//! Validation gate pipeline
//!
//! Gates are named shell commands (build/lint/typecheck/test) that must
//! pass before a merge request is merged. They run either sequentially
//! (fail-fast, in name order) or in parallel (fail-together), each with
//! an optional timeout.

use futures::future::join_all;
use std::collections::BTreeMap;
use std::path::Path;
use std::process::Stdio;
use std::time::Duration;
use tokio::process::Command;
use tracing::debug;

/// A single named validation command
#[derive(Debug, Clone, PartialEq, Eq, Default)]
pub struct GateConfig {
    /// Shell command to run; empty is a definitional failure, not a skip
    pub cmd: String,
    /// Kill the command and fail the gate after this long; `None` = unbounded
    pub timeout: Option<Duration>,
}

/// Outcome of one gate
#[derive(Debug, Clone)]
pub struct GateResult {
    /// Gate name
    pub name: String,
    /// Whether the gate passed
    pub passed: bool,
    /// Failure text; `None` when the gate passed
    pub error: Option<String>,
}

impl GateResult {
    fn fail(name: &str, error: impl Into<String>) -> Self {
        Self {
            name: name.to_string(),
            passed: false,
            error: Some(error.into()),
        }
    }

    fn pass(name: &str) -> Self {
        Self {
            name: name.to_string(),
            passed: true,
            error: None,
        }
    }
}

/// Aggregate outcome of a gate pipeline run
#[derive(Debug, Clone)]
pub struct PipelineResult {
    /// Overall success: AND of all gates that ran
    pub passed: bool,
    /// Combined failure text naming every failing gate; `None` on success
    pub error: Option<String>,
    /// True when a test gate was among the failures, for downstream
    /// routing (conflict vs. legitimate breakage)
    pub tests_failed: bool,
    /// Per-gate results, in the order gates completed
    pub results: Vec<GateResult>,
}

impl PipelineResult {
    fn success(results: Vec<GateResult>) -> Self {
        Self {
            passed: true,
            error: None,
            tests_failed: false,
            results,
        }
    }
}

/// How many bytes of command output to keep in a failure message.
const OUTPUT_TAIL: usize = 2048;

fn output_tail(bytes: &[u8]) -> String {
    let text = String::from_utf8_lossy(bytes);
    let trimmed = text.trim();
    if trimmed.len() > OUTPUT_TAIL {
        // keep the end: compilers and test runners summarize there
        let start = trimmed.len() - OUTPUT_TAIL;
        format!("...{}", &trimmed[start..])
    } else {
        trimmed.to_string()
    }
}

fn is_test_gate(name: &str) -> bool {
    name == "test" || name == "tests" || name.starts_with("test-")
}

/// Run one gate in the given working tree.
///
/// An empty command is treated as failed, not skipped: nothing to
/// validate must never silently pass. A configured timeout kills the
/// command and yields an error text that identifies a timeout distinctly
/// from a command failure.
pub async fn run_gate(name: &str, gate: &GateConfig, workdir: &Path) -> GateResult {
    if gate.cmd.trim().is_empty() {
        return GateResult::fail(name, format!("gate {name} has no command configured"));
    }
    debug!(gate = name, cmd = %gate.cmd, "running gate");

    let child = Command::new("sh")
        .arg("-c")
        .arg(&gate.cmd)
        .current_dir(workdir)
        .stdin(Stdio::null())
        .stdout(Stdio::piped())
        .stderr(Stdio::piped())
        .kill_on_drop(true)
        .spawn();
    let child = match child {
        Ok(c) => c,
        Err(e) => return GateResult::fail(name, format!("failed to start gate {name}: {e}")),
    };

    let wait = child.wait_with_output();
    let output = match gate.timeout {
        Some(limit) if !limit.is_zero() => {
            match tokio::time::timeout(limit, wait).await {
                Ok(result) => result,
                Err(_) => {
                    return GateResult::fail(
                        name,
                        format!(
                            "gate {name} timed out after {}",
                            humantime::format_duration(limit)
                        ),
                    );
                }
            }
        }
        _ => wait.await,
    };

    match output {
        Ok(out) if out.status.success() => GateResult::pass(name),
        Ok(out) => {
            let code = out
                .status
                .code()
                .map_or_else(|| "signal".to_string(), |c| c.to_string());
            let mut detail = output_tail(&out.stderr);
            if detail.is_empty() {
                detail = output_tail(&out.stdout);
            }
            if detail.is_empty() {
                GateResult::fail(name, format!("gate {name} failed (exit {code})"))
            } else {
                GateResult::fail(name, format!("gate {name} failed (exit {code}): {detail}"))
            }
        }
        Err(e) => GateResult::fail(name, format!("gate {name} did not complete: {e}")),
    }
}

/// Run a gate set in the given working tree.
///
/// Sequential mode runs gates in name order and stops at the first
/// failure; later gates do not run. Parallel mode runs every gate to
/// completion regardless of individual failures and reports them all.
/// An empty gate set is a valid no-op pipeline and succeeds.
pub async fn run_gates(
    gates: &BTreeMap<String, GateConfig>,
    parallel: bool,
    workdir: &Path,
) -> PipelineResult {
    if gates.is_empty() {
        return PipelineResult::success(Vec::new());
    }

    let results = if parallel {
        join_all(
            gates
                .iter()
                .map(|(name, gate)| run_gate(name, gate, workdir)),
        )
        .await
    } else {
        let mut results = Vec::with_capacity(gates.len());
        for (name, gate) in gates {
            let result = run_gate(name, gate, workdir).await;
            let failed = !result.passed;
            results.push(result);
            if failed {
                break;
            }
        }
        results
    };

    let failures: Vec<&GateResult> = results.iter().filter(|r| !r.passed).collect();
    if failures.is_empty() {
        return PipelineResult::success(results);
    }

    let tests_failed = failures.iter().any(|r| is_test_gate(&r.name));
    let combined = failures
        .iter()
        .filter_map(|r| r.error.as_deref())
        .collect::<Vec<_>>()
        .join("; ");
    PipelineResult {
        passed: false,
        error: Some(combined),
        tests_failed,
        results,
    }
}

====

● **Try it**:
Each line of the records must be reproduced exactly.

● **Exercise result**:
//! Validation gate pipeline
//!
//! Gates are named shell commands (build/lint/typecheck/test) that must
//! pass before a merge request is merged. They run either sequentially
//! (fail-fast, in name order) or in parallel (fail-together), each with
//! an optional timeout.

use futures::future::join_all;
use std::collections::BTreeMap;
use std::path::Path;
use std::process::Stdio;
use std::time::Duration;
use tokio::process::Command;
use tracing::debug;

/// A single named validation command
#[derive(Debug, Clone, PartialEq, Eq, Default)]
pub struct GateConfig {
    /// Shell command to run; empty is a definitional failure, not a skip
    pub cmd: String,
    /// Kill the command and fail the gate after this long; `None` = unbounded
    pub timeout: Option<Duration>,
}

/// Outcome of one gate
#[derive(Debug, Clone)]
pub struct GateResult {
    /// Gate name
    pub name: String,
    /// Whether the gate passed
    pub passed: bool,
    /// Failure text; `None` when the gate passed
    pub error: Option<String>,
}

impl GateResult {
    fn fail(name: &str, error: impl Into<String>) -> Self {
        Self {
            name: name.to_string(),
            passed: false,
            error: Some(error.into()),
        }
    }

    fn pass(name: &str) -> Self {
        Self {
            name: name.to_string(),
            passed: true,
            error: None,
        }
    }
}

/// Aggregate outcome of a gate pipeline run
#[derive(Debug, Clone)]
pub struct PipelineResult {
    /// Overall success: AND of all gates that ran
    pub passed: bool,
    /// Combined failure text naming every failing gate; `None` on success
    pub error: Option<String>,
    /// True when a test gate was among the failures, for downstream
    /// routing (conflict vs. legitimate breakage)
    pub tests_failed: bool,
    /// Per-gate results, in the order gates completed
    pub results: Vec<GateResult>,
}

impl PipelineResult {
    fn success(results: Vec<GateResult>) -> Self {
        Self {
            passed: true,
            error: None,
            tests_failed: false,
            results,
        }
    }
}

/// How many bytes of command output to keep in a failure message.
const OUTPUT_TAIL: usize = 2048;

fn output_tail(bytes: &[u8]) -> String {
    let text = String::from_utf8_lossy(bytes);
    let trimmed = text.trim();
    if trimmed.len() > OUTPUT_TAIL {
        // keep the end: compilers and test runners summarize there
        let start = trimmed.len() - OUTPUT_TAIL;
        format!("...{}", &trimmed[start..])
    } else {
        trimmed.to_string()
    }
}

fn is_test_gate(name: &str) -> bool {
    name == "test" || name == "tests" || name.starts_with("test-")
}

/// Run one gate in the given working tree.
///
/// An empty command is treated as failed, not skipped: nothing to
/// validate must never silently pass. A configured timeout kills the
/// command and yields an error text that identifies a timeout distinctly
/// from a command failure.
pub async fn run_gate(name: &str, gate: &GateConfig, workdir: &Path) -> GateResult {
    if gate.cmd.trim().is_empty() {
        return GateResult::fail(name, format!("gate {name} has no command configured"));
    }
    debug!(gate = name, cmd = %gate.cmd, "running gate");

    let child = Command::new("sh")
        .arg("-c")
        .arg(&gate.cmd)
        .current_dir(workdir)
        .stdin(Stdio::null())
        .stdout(Stdio::piped())
        .stderr(Stdio::piped())
        .kill_on_drop(true)
        .spawn();
    let child = match child {
        Ok(c) => c,
        Err(e) => return GateResult::fail(name, format!("failed to start gate {name}: {e}")),
    };

    let wait = child.wait_with_output();
    let output = match gate.timeout {
        Some(limit) if !limit.is_zero() => {
            match tokio::time::timeout(limit, wait).await {
                Ok(result) => result,
                Err(_) => {
                    return GateResult::fail(
                        name,
                        format!(
                            "gate {name} timed out after {}",
                            humantime::format_duration(limit)
                        ),
                    );
                }
            }
        }
        _ => wait.await,
    };

    match output {
        Ok(out) if out.status.success() => GateResult::pass(name),
        Ok(out) => {
            let code = out
                .status
                .code()
                .map_or_else(|| "signal".to_string(), |c| c.to_string());
            let mut detail = output_tail(&out.stderr);
            if detail.is_empty() {
                detail = output_tail(&out.stdout);
            }
            if detail.is_empty() {
                GateResult::fail(name, format!("gate {name} failed (exit {code})"))
            } else {
                GateResult::fail(name, format!("gate {name} failed (exit {code}): {detail}"))
            }
        }
        Err(e) => GateResult::fail(name, format!("gate {name} did not complete: {e}")),
    }
}

/// Run a gate set in the given working tree.
///
/// Sequential mode runs gates in name order and stops at the first
/// failure; later gates do not run. Parallel mode runs every gate to
/// completion regardless of individual failures and reports them all.
/// An empty gate set is a valid no-op pipeline and succeeds.
pub async fn run_gates(
    gates: &BTreeMap<String, GateConfig>,
    parallel: bool,
    workdir: &Path,
) -> PipelineResult {
    if gates.is_empty() {
        return PipelineResult::success(Vec::new());
    }

    let results = if parallel {
        join_all(
            gates
                .iter()
                .map(|(name, gate)| run_gate(name, gate, workdir)),
        )
        .await
    } else {
        let mut results = Vec::with_capacity(gates.len());
        for (name, gate) in gates {
            let result = run_gate(name, gate, workdir).await;
            let failed = !result.passed;
            results.push(result);
            if failed {
                break;
            }
        }
        results
    };

    let failures: Vec<&GateResult> = results.iter().filter(|r| !r.passed).collect();
    if failures.is_empty() {
        return PipelineResult::success(results);
    }

    let tests_failed = failures.iter().any(|r| is_test_gate(&r.name));
    let combined = failures
        .iter()
        .filter_map(|r| r.error.as_deref())
        .collect::<Vec<_>>()
        .join("; ");
    PipelineResult {
        passed: false,
        error: Some(combined),
        tests_failed,
        results,
    }
}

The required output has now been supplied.